Entretien réalisé par Dominique Bari
Pékin-Taipei . Depuis un an, le fil des négociations s'est renoué entre les deux rives.
Les relations dans le détroit de Taïwan sont clairement à la détente. Lu Ching-long, représentant du Bureau de représentation de Taipei en France, analyse la situation.
Qu'est-ce qui a permis une reprise de dialogue entre Pékin et Taipei ?
L'élection, l'an passé, à Taïwan, à la présidence de la République de Ma Ying-jeou, l'artisan de la renaissance du parti Kuomintang (KMT) a mis un terme à huit ans de relations houleuses sous l'ère de l'ancien président Chen Shui-bian. En tant que candidat, Ma Ying-jeou avait élaboré les grandes lignes de sa politique avec le continent, laquelle a recueilli l'adhésion d'une majorité de Taïwanais. C'est une approche réaliste. On est conscients de la nécessité de travailler avec la Chine, malgré des accords et désaccords. Certains persistent, d'autres peuvent être surmontés. Les liens sont si étroits que notre sort est lié. La nouvelle administration applique une stratégie très pragmatique, prône une reprise du dialogue et le rétablissement de la confiance.
Lors de son discours à la session annuelle du Parlement, en mars, le premier ministre chinois, Wen Jiabao, reprenant les termes d'une proposition de Hu Jintao du 31 décembre 2008, réaffirmait la disponibilité de la Chine de « créer les conditions pour négocier la fin des hostilités et la signature d'un traité de paix ». Quelle a été votre réponse ?

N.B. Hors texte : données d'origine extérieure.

impl SalesOrder {
    fn ensure_tenant(&self, tenant_id: TenantId) -> Result<(), DomainError> {
        if !self.created {
            return Ok(());
        }
        if self.tenant_id != Some(tenant_id) {
            return Err(DomainError::invariant("tenant mismatch"));
        }
        Ok(())
    }

    fn ensure_order_id(&self, order_id: SalesOrderId) -> Result<(), DomainError> {
        if self.id != order_id {
            return Err(DomainError::invariant("order_id mismatch"));
        }
        Ok(())
    }

    fn ensure_created(&self) -> Result<(), DomainError> {
        if !self.created {
            return Err(DomainError::not_found());
        }
        Ok(())
    }

    fn handle_create(&self, cmd: &CreateSalesOrder) -> Result<Vec<SalesOrderEvent>, DomainError> {
        if self.created {
            return Err(DomainError::conflict("sales order already exists"));
        }
        if cmd.display_id.trim().is_empty() {
            return Err(DomainError::validation("display_id cannot be empty"));
        }

        Ok(vec![SalesOrderEvent::SalesOrderCreated(SalesOrderCreated {
            tenant_id: cmd.tenant_id,
            order_id: cmd.order_id,
            display_id: cmd.display_id.clone(),
            customer_id: cmd.customer_id,
            occurred_at: cmd.occurred_at,
        })])
    }

    fn handle_add_line(&self, cmd: &AddLine) -> Result<Vec<SalesOrderEvent>, DomainError> {
        self.ensure_created()?;
        self.ensure_tenant(cmd.tenant_id)?;
        self.ensure_order_id(cmd.order_id)?;

        if !self.is_modifiable() {
            return Err(DomainError::invariant(
                "lines can only change while the order is draft or submitted",
            ));
        }
        if cmd.item_name.trim().is_empty() {
            return Err(DomainError::validation("item_name cannot be empty"));
        }

        // Reject bad pricing inputs up front (negative price, discount > 100%, ...).
        line_total(&LineInput {
            quantity: cmd.quantity,
            unit_price: cmd.unit_price,
            discount_percent: cmd.discount_percent,
            tax_rate: cmd.tax_rate,
        })?;

        let next_line_no = self.lines.iter().map(|l| l.line_no).max().unwrap_or(0) + 1;

        Ok(vec![SalesOrderEvent::LineAdded(LineAdded {
            tenant_id: cmd.tenant_id,
            order_id: cmd.order_id,
            line_no: next_line_no,
            item_id: cmd.item_id,
            item_name: cmd.item_name.clone(),
            sku: cmd.sku.clone(),
            quantity_ordered: cmd.quantity,
            unit_price: cmd.unit_price,
            discount_percent: cmd.discount_percent,
            tax_rate: cmd.tax_rate,
            occurred_at: cmd.occurred_at,
        })])
    }

    fn handle_remove_line(&self, cmd: &RemoveLine) -> Result<Vec<SalesOrderEvent>, DomainError> {
        self.ensure_created()?;
        self.ensure_tenant(cmd.tenant_id)?;
        self.ensure_order_id(cmd.order_id)?;

        if !self.is_modifiable() {
            return Err(DomainError::invariant(
                "lines can only change while the order is draft or submitted",
            ));
        }
        if self.line(cmd.line_no).is_none() {
            return Err(DomainError::validation(format!(
                "line {} does not exist",
                cmd.line_no
            )));
        }

        Ok(vec![SalesOrderEvent::LineRemoved(LineRemoved {
            tenant_id: cmd.tenant_id,
            order_id: cmd.order_id,
            line_no: cmd.line_no,
            occurred_at: cmd.occurred_at,
        })])
    }

    fn handle_change_status(
        &self,
        cmd: &ChangeOrderStatus,
    ) -> Result<Vec<SalesOrderEvent>, DomainError> {
        self.ensure_created()?;
        self.ensure_tenant(cmd.tenant_id)?;
        self.ensure_order_id(cmd.order_id)?;

        // Idempotent re-save: same status is always legal and emits nothing.
        if cmd.next == self.status {
            return Ok(vec![]);
        }

        self.status.ensure_transition(cmd.next)?;

        if cmd.next == SalesOrderStatus::Submitted && self.lines.is_empty() {
            return Err(DomainError::validation(
                "cannot submit an order without lines",
            ));
        }

        Ok(vec![SalesOrderEvent::OrderStatusChanged(
            OrderStatusChanged {
                tenant_id: cmd.tenant_id,
                order_id: cmd.order_id,
                from: self.status,
                to: cmd.next,
                occurred_at: cmd.occurred_at,
            },
        )])
    }

    fn handle_attach_pick_list(
        &self,
        cmd: &AttachPickList,
    ) -> Result<Vec<SalesOrderEvent>, DomainError> {
        self.ensure_created()?;
        self.ensure_tenant(cmd.tenant_id)?;
        self.ensure_order_id(cmd.order_id)?;

        if !matches!(
            self.status,
            SalesOrderStatus::Confirmed | SalesOrderStatus::Picking
        ) {
            return Err(DomainError::invariant(
                "pick list can only be attached to a confirmed order",
            ));
        }
        if self.pick_list_id.is_some() {
            return Err(DomainError::conflict("order already has a pick list"));
        }

        Ok(vec![SalesOrderEvent::PickListAttached(PickListAttached {
            tenant_id: cmd.tenant_id,
            order_id: cmd.order_id,
            pick_list_id: cmd.pick_list_id,
            occurred_at: cmd.occurred_at,
        })])
    }

    fn handle_record_quantity(
        &self,
        cmd: &RecordLineQuantity,
    ) -> Result<Vec<SalesOrderEvent>, DomainError> {
        self.ensure_created()?;
        self.ensure_tenant(cmd.tenant_id)?;
        self.ensure_order_id(cmd.order_id)?;

        // Progress is reported by downstream documents; there is nothing to
        // report before submission or on a dead order.
        if matches!(
            self.status,
            SalesOrderStatus::Draft | SalesOrderStatus::Cancelled
        ) {
            return Err(DomainError::invariant(
                "cannot record fulfillment progress on a draft or cancelled order",
            ));
        }

        let line = self.line(cmd.line_no).ok_or_else(|| {
            DomainError::validation(format!("line {} does not exist", cmd.line_no))
        })?;

        // Same value re-reported is an idempotent no-op.
        if line.quantities.counter(cmd.stage) == cmd.quantity {
            return Ok(vec![]);
        }

        line.quantities.advance(cmd.stage, cmd.quantity)?;

        Ok(vec![SalesOrderEvent::LineQuantityRecorded(
            LineQuantityRecorded {
                tenant_id: cmd.tenant_id,
                order_id: cmd.order_id,
                line_no: cmd.line_no,
                stage: cmd.stage,
                quantity: cmd.quantity,
                occurred_at: cmd.occurred_at,
            },
        )])
    }
}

Le président Ma a proposé d'écarter les divergences et les dossiers les plus délicats. Pour la signature d'un accord de paix, on peut encore patienter. Ma a dit que pour négocier et signer cet accord, il faut que Pékin retire ses missiles balistiques. On note cependant qu'il n'y a plus de tensions politiques, ni militaires. Pékin et Taipei appliquent une philosophie de pragmatisme. Personne ne veut retourner à la période des huit années précédentes faite de tensions. Pour le moment, notre position est le retour au statu quo, nous pensons que c'est le meilleur choix. Il faut laisser le temps faire son chemin, sachant que nous ne voulons pas la guerre et que nous souhaitons que le continent continue de se développer économiquement. Notre priorité est de normaliser nos relations économiques et de continuer à travailler ensemble d'égal à égal, sans se renier réciproquement. Un accord-cadre normalisant les relations économiques et commerciales est d'ailleurs en discussion. Il pourrait être concrétisé lors du prochain sommet - le troisième en moins d'un an - qui se tiendra en mai ou juin à Pékin.
Concrètement, où en est-on ?
2008 aura été marquée par le rétablissement, le 15 décembre, des « trois liens entre le continent et l'île, à savoir des liaisons directes - maritimes, aériennes et postales -, interrompues depuis 1949. 118 vols hebdomadaires sans escale existent déjà et plus de 60 ports chinois et 21 taïwanais sont également ouverts à la navigation directe.
Qu'en est-il également du volet diplomatique ?
Le président Ma a demandé « l'amnistie diplomatique ». Et, là aussi, il y a des signes intéressants de la part de Pékin, qui ne met plus systématiquement son veto à la participation de Taïwan à des rencontres internationales. Nous trouvons injuste d'être écartés du système onusien, y compris l'OMS, et nous demandons une participation significative à l'assemblée annuelle qui aura lieu le 18 mai. On verra ce que décide la Chine. À cet égard, la plupart des observateurs anticipent que Pékin autoriserait bientôt l'accession de Taïwan à l'Organisation mondiale de la santé, sous le nom de « Chinese Taipei ».
Peut-on être lucidement optimiste ?
C'est une période très encourageante, mais rien n'est définitivement acquis. Si la politique du président Ma n'apporte pas les changements souhaités, l'opposition à Taïwan pourrait en profiter au détriment du dialogue.